Conformational analysis of protein structures derived from NMR data.

A study is presented of the conformational characteristics of NMR-derived protein structures in the Protein Data Bank compared to X-ray structures. Both ensemble and energy-minimized average structures are analyzed. We have addressed the problem using the methods developed for crystal structures by examining the distribution of phi, psi, and chi angles as indicators of global conformational irregularity. All these features in NMR structures occur to varying degrees in multiple conformational states. Some measures of local geometry are very tightly constrained by the methods used to generate the structure, e.g., proline phi angles, alpha-helix phi,psi angles, omega angles, and C alpha chirality. The more lightly restrained torsion angles do show increased clustering as the number of overall experimental observations increases. phi, psi, and chi 1 angle conformational heterogeneity is strongly correlated with accessibility but shows additional differences which reflect the differing number of observations possible in NMR for the various side chains (e.g., many for Trp, few for Ser).

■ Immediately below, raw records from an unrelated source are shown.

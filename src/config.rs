//! Parses the four angle-sensor config options (spec.md §6). Takes
//! already-extracted value strings for this sensor's printer-config
//! section; the outer `.cfg` key/value scan belongs to the host's config
//! loader, not this crate.

use crate::calibration::{CalibrationTable, BUCKETS};
use crate::error::{AngleError, Result};
use crate::sensor::SensorKind;

pub const DEFAULT_SAMPLE_PERIOD: f64 = 0.000_400;

/// One angle sensor's config-file section, parsed but not yet wired to a
/// live stepper or MCU.
#[derive(Debug, Clone)]
pub struct AngleConfig {
    pub sensor_type: SensorKind,
    pub sample_period: f64,
    pub stepper: Option<String>,
    pub calibrate: Option<CalibrationTable>,
}

impl AngleConfig {
    /// `sensor_type` is required; the rest default as in spec.md §6.
    pub fn parse(sensor_type: &str, sample_period: Option<&str>, stepper: Option<&str>, calibrate: Option<&str>) -> Result<Self> {
        let sensor_type = SensorKind::from_config_name(sensor_type)?;

        let sample_period = match sample_period {
            Some(raw) => {
                let v: f64 = raw
                    .parse()
                    .map_err(|e| AngleError::Config(format!("invalid sample_period '{raw}': {e}")))?;
                if v <= 0.0 {
                    return Err(AngleError::Config(format!(
                        "sample_period must be > 0, got {v}"
                    )));
                }
                v
            }
            None => DEFAULT_SAMPLE_PERIOD,
        };

        let stepper = stepper.map(|s| s.to_string());

        let calibrate = match calibrate {
            Some(raw) => Some(parse_calibrate(raw)?),
            None => None,
        };

        Ok(Self {
            sensor_type,
            sample_period,
            stepper,
            calibrate,
        })
    }
}

/// Parse a persisted `calibrate=` comma list into a table (`reversed` and
/// `phase_offset` are not carried in this form and default to false/0.0;
/// a freshly fit table's own values are written back verbatim by the
/// caller instead of round-tripping through this parser).
fn parse_calibrate(raw: &str) -> Result<CalibrationTable> {
    let values: Vec<f64> = raw
        .split(',')
        .map(str::trim)
        .filter(|s| !s.is_empty())
        .map(|s| {
            s.parse::<f64>()
                .map_err(|e| AngleError::Config(format!("invalid calibrate value '{s}': {e}")))
        })
        .collect::<Result<_>>()?;

    if values.len() != BUCKETS {
        return Err(AngleError::Config(format!(
            "calibrate list must have exactly {BUCKETS} entries, got {}",
            values.len()
        )));
    }

    let mut entries = [0i64; BUCKETS];
    for (i, v) in values.iter().enumerate() {
        entries[i] = v.round() as i64;
    }
    Ok(CalibrationTable::new(entries, false, 0.0))
}

/// Render a table's bucket values as the persisted `calibrate=` text: one
/// decimal place, comma-separated, a newline every 8 values (spec.md §6).
pub fn format_calibrate(table: &CalibrationTable) -> String {
    let values = table.to_config_values();
    let mut out = String::new();
    for (i, v) in values.iter().enumerate() {
        if i > 0 {
            out.push(',');
            if i % 8 == 0 {
                out.push('\n');
            } else {
                out.push(' ');
            }
        }
        out.push_str(&format!("{v:.1}"));
    }
    out
}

In general, we find that the core is defined to a notional resolution of 2.0 to 2.3 A. Of real interest is the behavior of surface residues and in particular the side chains where multiple rotameric states in different structures can vary from 10% to 88%. Later generation structures show a much tighter definition which correlates with increasing use of J-coupling information, stereospecific assignments, and heteronuclear techniques. A suite of programs is being developed to address the special needs of NMR-derived structures which will take into account the existence of increased mobility in solution.